Nature’s cycles can’t decide to switch their order. They have a set pace, a habitual space, a fixed term for life and death in the heavenly firmament’s secret movements above the planets and the North Star, in the moon’s monthly waxing and waning. The same restraint rules and the same spur triggers all: sky, earth, sea, fire, wind, heat, and cold. What do I gain if the iron clock strikes twelve and the sky’s clock doesn’t? However early you rise, dawn doesn’t break any the sooner.
‘But, dear imagination, you do have the power to help me. Bring to my dreams the angel presence of her radiant face, to my ears the gentle sound of her words and reluctant pleasuring, “Away from me, master, don’t come near me”, or “Don’t be so rude”. I saw her red lips say, “Don’t seek to ruin me”; and then the amorous embraces between words; the way she let me go, then seized me; fled and came; her sugared kisses; the final greeting with which she bid me farewell: how sadly it departed her lips, her puckering lips, her tears that fell like silent drops of dew from her sparkling eyes.’
040
‘Tristán, do you think Calisto is all right? Look how long he’s been asleep. It’s four in the afternoon and he’s still not called us or even eaten!’
‘Shush, sleep’s not in a rush. Besides, he’s sad because of what happened to his lads and full of pleasure because of what he shared with Melibea. The two extremes are bound to affect a lean fellow like him.’
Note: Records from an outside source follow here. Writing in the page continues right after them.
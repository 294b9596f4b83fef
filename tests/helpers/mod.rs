//! Test helpers and fixtures for Backspin integration tests.
//!
//! ## Tolerance Levels
//!
//! Use the appropriate tolerance from [`tolerances`]:
//! - `FLOAT_EPSILON` (1e-6): exact reads
//! - `DSP_EPSILON` (1e-4): interpolated reads
//! - `CONTINUITY_LIMIT` (0.05): click detection on slow test signals

#![allow(dead_code)]

pub mod tolerances;

use std::fmt;
use std::sync::Arc;

use backspin::core::compat::Mutex;
use backspin::prelude::*;
use backspin::DiagnosticSink;

/// Default test sample rate.
pub const TEST_SAMPLE_RATE: f64 = 48000.0;

/// Standard block size for deterministic testing.
pub const TEST_BLOCK_SIZE: usize = 64;

/// Generate a sine wave at `frequency` for `num_samples`.
pub fn generate_sine(frequency: f64, sample_rate: f64, num_samples: usize) -> Vec<f32> {
    (0..num_samples)
        .map(|i| {
            let t = i as f64 / sample_rate;
            (2.0 * std::f64::consts::PI * frequency * t).sin() as f32
        })
        .collect()
}

/// Generate an integer staircase [0, 1, 2, ..., n-1].
pub fn generate_integer_staircase(num_samples: usize) -> Vec<f32> {
    (0..num_samples).map(|i| i as f32).collect()
}

/// Pool with `data` loaded as mono in slot 0.
pub fn mono_pool(data: &[f32]) -> BufferPool {
    let pool = BufferPool::new(8);
    pool.set(0, SampleBuffer::from_mono(data, TEST_SAMPLE_RATE).unwrap())
        .unwrap();
    pool
}

/// Peak absolute difference between consecutive samples.
pub fn max_step(samples: &[f32]) -> f32 {
    samples
        .windows(2)
        .map(|w| (w[1] - w[0]).abs())
        .fold(0.0_f32, f32::max)
}

/// Assert every sample is exactly zero.
pub fn assert_exact_silence(samples: &[f32]) {
    if let Some((i, s)) = samples.iter().enumerate().find(|(_, s)| **s != 0.0) {
        panic!("Expected exact silence, sample {} was {}", i, s);
    }
}

/// Diagnostic sink that records every message.
#[derive(Default)]
pub struct RecordingSink {
    messages: Mutex<Vec<String>>,
}

impl RecordingSink {
    pub fn new() -> Arc<Self> {
        Arc::new(Self::default())
    }

    pub fn messages(&self) -> Vec<String> {
        self.messages.lock().clone()
    }

    pub fn count(&self) -> usize {
        self.messages.lock().len()
    }
}

impl DiagnosticSink for RecordingSink {
    fn emit(&self, message: &dyn fmt::Display) {
        self.messages.lock().push(message.to_string());
    }
}

/// Render `blocks` blocks of `block` samples with constant controls.
pub fn render_constant(
    unit: &mut SmoothReversalUnit,
    pool: &BufferPool,
    buffer_id: f32,
    rate: f32,
    threshold: f32,
    block: usize,
    blocks: usize,
) -> Vec<f32> {
    let ctx = BlockContext::new(pool, TEST_SAMPLE_RATE);
    let inputs = UnitInputs::new(buffer_id, rate, 0.0f32, threshold);
    let mut out = vec![0.0; block * blocks];
    for chunk in out.chunks_mut(block) {
        unit.process(&ctx, &inputs, chunk);
    }
    out
}
//! Borrowed view over loaded interleaved sample data.

/// Read-only view of a loaded buffer.
///
/// Only constructed from a loaded [`SampleBuffer`](crate::SampleBuffer), so
/// `data.len() == frames * channels` always holds.
#[derive(Debug, Clone, Copy)]
pub struct BufferView<'a> {
    data: &'a [f32],
    channels: usize,
    frames: usize,
}

impl<'a> BufferView<'a> {
    pub(crate) fn new(data: &'a [f32], channels: usize, frames: usize) -> Self {
        debug_assert_eq!(data.len(), channels * frames);
        Self {
            data,
            channels,
            frames,
        }
    }

    #[inline]
    pub fn channels(&self) -> usize {
        self.channels
    }

    #[inline]
    pub fn frames(&self) -> usize {
        self.frames
    }

    #[inline]
    pub fn data(&self) -> &'a [f32] {
        self.data
    }

    /// Sample at `frame` on `channel`.
    #[inline]
    pub fn frame(&self, channel: usize, frame: usize) -> f32 {
        debug_assert!(channel < self.channels);
        self.data[frame * self.channels + channel]
    }
}
#[cfg(test)]
mod tests {
    use super::*;
    use crate::model::Neuron;

    fn graph() -> GraphSnapshot {
        GraphSnapshot::new(
            vec![
                Neuron::new("a", Vec3::new(0.0, 0.0, 0.0), "r"),
                Neuron::new("b", Vec3::new(1.0, 0.0, 0.0), "r"),
                Neuron::new("c", Vec3::new(0.0, 9.0, 0.0), "r"),
            ],
            vec![
                Synapse::new("a", "b", 0.1),
                Synapse::new("a", "ghost", 0.9),
                Synapse::new("b", "c", -0.8),
                Synapse::new("c", "a", 0.5),
            ],
        )
    }

    #[test]
    fn dangling_edges_are_dropped_before_the_bound() {
        let g = graph();
        let ep = endpoints(&g, 2.7);
        let chosen = select_edges(&g, &ep, 2, EdgeOrder::Strongest);
        let weights: Vec<f32> = chosen.iter().map(|e| e.synapse.weight).collect();
        assert_eq!(weights, vec![-0.8, 0.5]);

        let chosen = select_edges(&g, &ep, 10, EdgeOrder::Snapshot);
        assert_eq!(chosen.len(), 3);
    }

    #[test]
    fn joined_edges_use_clamped_positions() {
        let g = graph();
        let ep = endpoints(&g, 2.7);
        let chosen = select_edges(&g, &ep, 10, EdgeOrder::Snapshot);
        let bc = chosen.iter().find(|e| e.synapse.source == "b").unwrap();
        assert!((bc.end.length() - 2.7).abs() < 1e-5);
    }

    fn build(g: &GraphSnapshot, limits: &RenderLimits, palette: &Palette) -> RenderableSet {
        use rand::SeedableRng;
        let mut rng = rand::rngs::StdRng::seed_from_u64(3);
        super::super::Builder::new(limits, palette).build(g, &mut rng)
    }

    #[test]
    fn discrete_apply_lerps_and_skips_unknown_nodes() {
        let limits = RenderLimits::default();
        let palette = Palette::default();
        let mut set = build(&graph(), &limits, &palette);

        let mut next = graph();
        next.neurons[1].position = Vec3::new(2.0, 0.0, 0.0);
        next.neurons.push(Neuron::new("stranger", Vec3::ZERO, "r"));

        let report = Reconciler::new(&limits, &palette).apply(&mut set, &next);
        assert_eq!(report.updated, 3);
        assert_eq!(report.skipped, 1);
        assert_eq!(report.edges, 3);
        let b = set.position_of("b").unwrap();
        assert!((b.x - 1.2).abs() < 1e-5);
        assert!(!set.contains("stranger"));
    }

    #[test]
    fn batched_apply_marks_dirty_once_and_resolves_reordered_nodes() {
        let limits = RenderLimits {
            batched_threshold: 2,
            ..RenderLimits::default()
        };
        let palette = Palette::default();
        let mut set = build(&graph(), &limits, &palette);
        let RenderableSet::Batched(b) = &set else {
            panic!("expected batched");
        };
        let before = b.instances_dirty().marks();

        let mut next = graph();
        next.neurons.reverse();
        next.neurons.retain(|n| n.id != "a");
        next.neurons[0].position = Vec3::new(0.0, 1.0, 0.0);

        let report = Reconciler::new(&limits, &palette).apply(&mut set, &next);
        assert_eq!(report.updated, 2);
        assert_eq!(report.skipped, 1);

        let RenderableSet::Batched(b) = &set else {
            panic!("expected batched");
        };
        assert_eq!(b.instances_dirty().marks(), before + 1);
        // Only b -> c survives once a is gone
        assert_eq!(b.emitted_edges(), 1);
        let c = Vec3::from(b.transform(b.instance_of("c").unwrap()).position);
        assert!(c.length() <= 2.7 + 1e-5);
    }

    #[test]
    fn applying_twice_keeps_membership() {
        let limits = RenderLimits::default();
        let palette = Palette::default();
        let g = graph();
        let mut set = build(&g, &limits, &palette);
        let reconciler = Reconciler::new(&limits, &palette);

        let first = reconciler.apply(&mut set, &g);
        let objects = set.object_count();
        let second = reconciler.apply(&mut set, &g);
        assert_eq!(first, second);
        assert_eq!(set.object_count(), objects);
    }

    #[test]
    fn discrete_edges_stay_attached_to_rendered_nodes() {
        let limits = RenderLimits::default();
        let palette = Palette::default();
        let g = GraphSnapshot::new(
            vec![
                Neuron::new("a", Vec3::ZERO, "r"),
                Neuron::new("b", Vec3::new(0.5, 0.0, 0.0), "r"),
            ],
            vec![Synapse::new("a", "b", 0.5)],
        );
        let mut set = build(&g, &limits, &palette);

        let mut next = g.clone();
        next.neurons[1].position = Vec3::new(2.5, 0.0, 0.0);
        Reconciler::new(&limits, &palette).apply(&mut set, &next);

        let RenderableSet::Discrete(d) = &set else {
            panic!("expected discrete");
        };
        let b = d.node("b").unwrap().position;
        assert!((b.x - 0.9).abs() < 1e-5);
        assert_eq!(d.edges()[0].end, b);
        let glow = d.edges()[0].glow.as_ref().unwrap();
        assert!((glow.position.x - 0.45).abs() < 1e-5);
    }

    #[test]
    fn weakened_edges_lose_their_decorations() {
        let limits = RenderLimits {
            particle_chance: 1.0,
            ..RenderLimits::default()
        };
        let palette = Palette::default();
        let strong = GraphSnapshot::new(
            vec![
                Neuron::new("a", Vec3::ZERO, "r"),
                Neuron::new("b", Vec3::new(1.0, 0.0, 0.0), "r"),
            ],
            vec![Synapse::new("a", "b", 0.9)],
        );
        let mut weak = strong.clone();
        weak.synapses[0].weight = 0.05;

        let mut set = build(&strong, &limits, &palette);
        let reconciler = Reconciler::new(&limits, &palette);
        let edge = |set: &RenderableSet| match set {
            RenderableSet::Discrete(d) => d.edges()[0].clone(),
            RenderableSet::Batched(_) => panic!("expected discrete"),
        };
        assert!(edge(&set).glow.is_some() && edge(&set).particle.is_some());

        reconciler.apply(&mut set, &weak);
        let e = edge(&set);
        assert!(e.visible);
        assert!(e.glow.is_none());
        assert!(e.particle.is_none());

        reconciler.apply(&mut set, &strong);
        assert!(edge(&set).glow.is_some() && edge(&set).particle.is_some());
    }

    #[test]
    fn non_finite_positions_never_reach_the_scene() {
        for batched_threshold in [512, 1] {
            let limits = RenderLimits {
                batched_threshold,
                ..RenderLimits::default()
            };
            let palette = Palette::default();
            let mut set = build(&graph(), &limits, &palette);
            let reconciler = Reconciler::new(&limits, &palette);

            let mut bad = graph();
            bad.neurons[1].position = Vec3::new(f32::INFINITY, f32::NAN, 0.0);
            reconciler.apply(&mut set, &bad);
            for _ in 0..20 {
                reconciler.apply(&mut set, &graph());
            }

            for id in ["a", "b", "c"] {
                let p = set.position_of(id).unwrap();
                assert!(p.is_finite(), "{id} at {p:?}");
                assert!(p.length() <= 2.7 + 1e-5);
            }
        }
    }

    #[test]
    fn duplicated_ids_are_applied_once_per_snapshot() {
        let limits = RenderLimits::default();
        let palette = Palette::default();
        let g = GraphSnapshot::new(vec![Neuron::new("a", Vec3::new(1.0, 0.0, 0.0), "r")], vec![]);
        let mut set = build(&g, &limits, &palette);

        let next = GraphSnapshot::new(
            vec![
                Neuron::new("a", Vec3::new(2.0, 0.0, 0.0), "r"),
                Neuron::new("a", Vec3::ZERO, "r"),
            ],
            vec![],
        );
        let report = Reconciler::new(&limits, &palette).apply(&mut set, &next);
        assert_eq!(report.updated, 1);
        assert_eq!(report.skipped, 0);
        assert!((set.position_of("a").unwrap().x - 1.2).abs() < 1e-5);
    }

    #[test]
    fn duplicate_ids_keep_the_first_occurrence() {
        let g = GraphSnapshot::new(
            vec![
                Neuron::new("a", Vec3::new(1.0, 0.0, 0.0), "first"),
                Neuron::new("a", Vec3::new(2.0, 0.0, 0.0), "second"),
            ],
            vec![],
        );
        assert_eq!(endpoints(&g, 2.7)["a"].region, "first");
    }
}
‘Do you think he’s really grieving over the dead? That woman grieves more I can now see walking down our street as I look out of this window, or she’d not wear clothes that colour.’
‘Come and take a look before she turns the corner. What wailing! What wiping away of tears. It’s Elicia, Celestina’s servant and Sempronio’s friend, a very pretty lass, although that sinner woman is done for now. Celestina was her mother and Sempronio her best friend. And a very lovely, lively madam lives in the house she’s now entering, and anyone who befriends her and gets her on the cheap is a lucky man. Her name is Areúsa. And I know she gave wretched Pármeno no more than three miserable nights, she can’t be very happy that he’s dead.’